How you can protect your assets from predators—including SARS

Trusts have received a lot of bad press over the past few years, what with SARS taking a dim view of the use of trusts as a means of avoiding tax.

A 2008 case involving a property trust, where the beneficiaries were changed in the hope of avoiding the payment of transfer duty, is but one example of SARS’ increased vigilance when it comes to trusts.  In this particular case the loophole was closed, and the court found that transfer duty was in fact payable.

So does this mean that trusts are dead?  Not at all, provided that you use them for their proper purpose—protection of assets for beneficiaries—and not some kind of ‘tax eraser’.

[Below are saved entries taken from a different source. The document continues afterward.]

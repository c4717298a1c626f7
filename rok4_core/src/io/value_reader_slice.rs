//! This module provides the `ValueReaderSlice` struct for reading values from a byte slice.
//!
//! # Overview
//!
//! The `ValueReaderSlice` struct allows for reading various data types from a byte slice using
//! either little-endian or big-endian byte order. It implements the `ValueReader` trait to provide
//! methods for reading integers, floating-point numbers, and other types of data from the slice. The
//! module also provides methods for managing the read position and creating sub-readers for reading
//! specific portions of the data.
//!
//! # Examples
//!
//! ```rust
//! use rok4_core::io::{ValueReader, ValueReaderSlice};
//! use anyhow::Result;
//!
//! fn main() -> Result<()> {
//!     let data = &[0x01, 0x02, 0x03, 0x04];
//!
//!     // Reading data with little-endian byte order
//!     let mut reader_le = ValueReaderSlice::new_le(data);
//!     assert_eq!(reader_le.read_u16()?, 0x0201);
//!
//!     // Reading data with big-endian byte order
//!     let mut reader_be = ValueReaderSlice::new_be(data);
//!     assert_eq!(reader_be.read_u16()?, 0x0102);
//!
//!     Ok(())
//! }
//! ```

#![allow(dead_code)]

use super::{SeekRead, ValueReader};
use anyhow::{Result, anyhow, bail};
use byteorder::{BigEndian, ByteOrder, LittleEndian};
use std::{io::Cursor, marker::PhantomData};

/// A struct that provides reading capabilities from a byte slice using a specified byte order.
pub struct ValueReaderSlice<'a, E: ByteOrder> {
	pub _phantom: PhantomData<E>,
	pub cursor: Cursor<&'a [u8]>,
	pub len: u64,
}

impl<'a, E: ByteOrder> ValueReaderSlice<'a, E> {
	/// Creates a new `ValueReaderSlice` from a byte slice.
	///
	/// # Arguments
	///
	/// * `slice` - A reference to the byte slice to read.
	///
	/// # Returns
	///
	/// * A new `ValueReaderSlice` instance.
	#[must_use]
	pub fn new(slice: &'a [u8]) -> ValueReaderSlice<'a, E> {
		ValueReaderSlice {
			_phantom: PhantomData,
			len: slice.len() as u64,
			cursor: Cursor::new(slice),
		}
	}
}

impl<'a> ValueReaderSlice<'a, LittleEndian> {
	/// Creates a new `ValueReaderSlice` with little-endian byte order.
	///
	/// # Arguments
	///
	/// * `slice` - A reference to the byte slice to read.
	///
	/// # Returns
	///
	/// * A new `ValueReaderSlice` instance with little-endian byte order.
	#[must_use]
	pub fn new_le(slice: &'a [u8]) -> ValueReaderSlice<'a, LittleEndian> {
		ValueReaderSlice::new(slice)
	}
}

impl<'a> ValueReaderSlice<'a, BigEndian> {
	/// Creates a new `ValueReaderSlice` with big-endian byte order.
	///
	/// # Arguments
	///
	/// * `slice` - A reference to the byte slice to read.
	///
	/// # Returns
	///
	/// * A new `ValueReaderSlice` instance with big-endian byte order.
	#[must_use]
	pub fn new_be(slice: &'a [u8]) -> ValueReaderSlice<'a, BigEndian> {
		ValueReaderSlice::new(slice)
	}
}

impl SeekRead for Cursor<&[u8]> {}

impl<'a, E: ByteOrder + 'a> ValueReader<'a, E> for ValueReaderSlice<'a, E> {
	fn get_reader(&mut self) -> &mut dyn SeekRead {
		&mut self.cursor
	}

	fn len(&self) -> u64 {
		self.len
	}

	fn position(&mut self) -> u64 {
		self.cursor.position()
	}

	fn set_position(&mut self, position: u64) -> Result<()> {
		if position >= self.len {
			bail!("set position outside length")
		}
		self.cursor.set_position(position);
		Ok(())
	}

	fn get_sub_reader<'b>(&'b mut self, length: u64) -> Result<Box<dyn ValueReader<'b, E> + 'b>>
	where
		E: 'b,
	{
		let start = self.cursor.position();
		let end = start + length;
		if end > self.len {
			bail!("Requested sub-reader length exceeds remaining data");
		}

		self.cursor.set_position(end);
		Ok(Box::new(ValueReaderSlice {
			_phantom: PhantomData,
			len: length,
			cursor: Cursor::new(
				self
					.cursor
					.get_ref()
					.get(start as usize..end as usize)
					.ok_or(anyhow!("out of bounds"))?,
			),
		}))
	}
}
//! An in-memory implementation of [`DataReaderTrait`] backed by a [`Blob`].

use super::DataReaderTrait;
use crate::{Blob, ByteRange};
use anyhow::Result;
use async_trait::async_trait;

/// Reads data from an in-memory byte buffer.
#[derive(Debug, Clone)]
pub struct DataReaderBlob {
	data: Vec<u8>,
}

impl From<Vec<u8>> for DataReaderBlob {
	fn from(data: Vec<u8>) -> Self {
		DataReaderBlob { data }
	}
}

impl From<super::DataWriterBlob> for DataReaderBlob {
	fn from(writer: super::DataWriterBlob) -> Self {
		DataReaderBlob {
			data: writer.into_blob().into_vec(),
		}
	}
}

#[async_trait]
impl DataReaderTrait for DataReaderBlob {
	async fn read_range(&self, range: &ByteRange) -> Result<Blob> {
		let start = range.offset as usize;
		let end = start + range.length as usize;
		anyhow::ensure!(end <= self.data.len(), "range {:?} out of bounds ({})", range, self.data.len());
		Ok(Blob::from(self.data[start..end].to_vec()))
	}

	async fn read_all(&self) -> Result<Blob> {
		Ok(Blob::from(self.data.clone()))
	}

	fn get_name(&self) -> &str {
		"DataReaderBlob"
	}
}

A question received from one of our readers has highlighted the need for a greater understanding of the more traditional role of trust structures.  The person who sent in this question wants to put a commercial property into a testamentary trust, and is concerned about the potential transfer duty and Capital Gains Tax (CGT) consequences of such a decision.

But firstly, a quick explanation of testamentary trusts.  Known also as will trusts or trusts mortis causa, they are trust structures that come into being as a consequence of death, and the founding instrument is a clause contained in a person’s will.  Such a clause would normally direct that any assets bequeathed to a particular beneficiary are to be held in trust for a finite or indefinite period.

These trust clauses are usually encountered where the testator wishes to protect certain beneficiaries—usually minor children—who may inherit in terms of the will before they are of an age where they can exercise prudence in managing the assets inherited.  A typical clause would, for example, direct that any bequests to minor children would be held in trust until the child reaches a certain age.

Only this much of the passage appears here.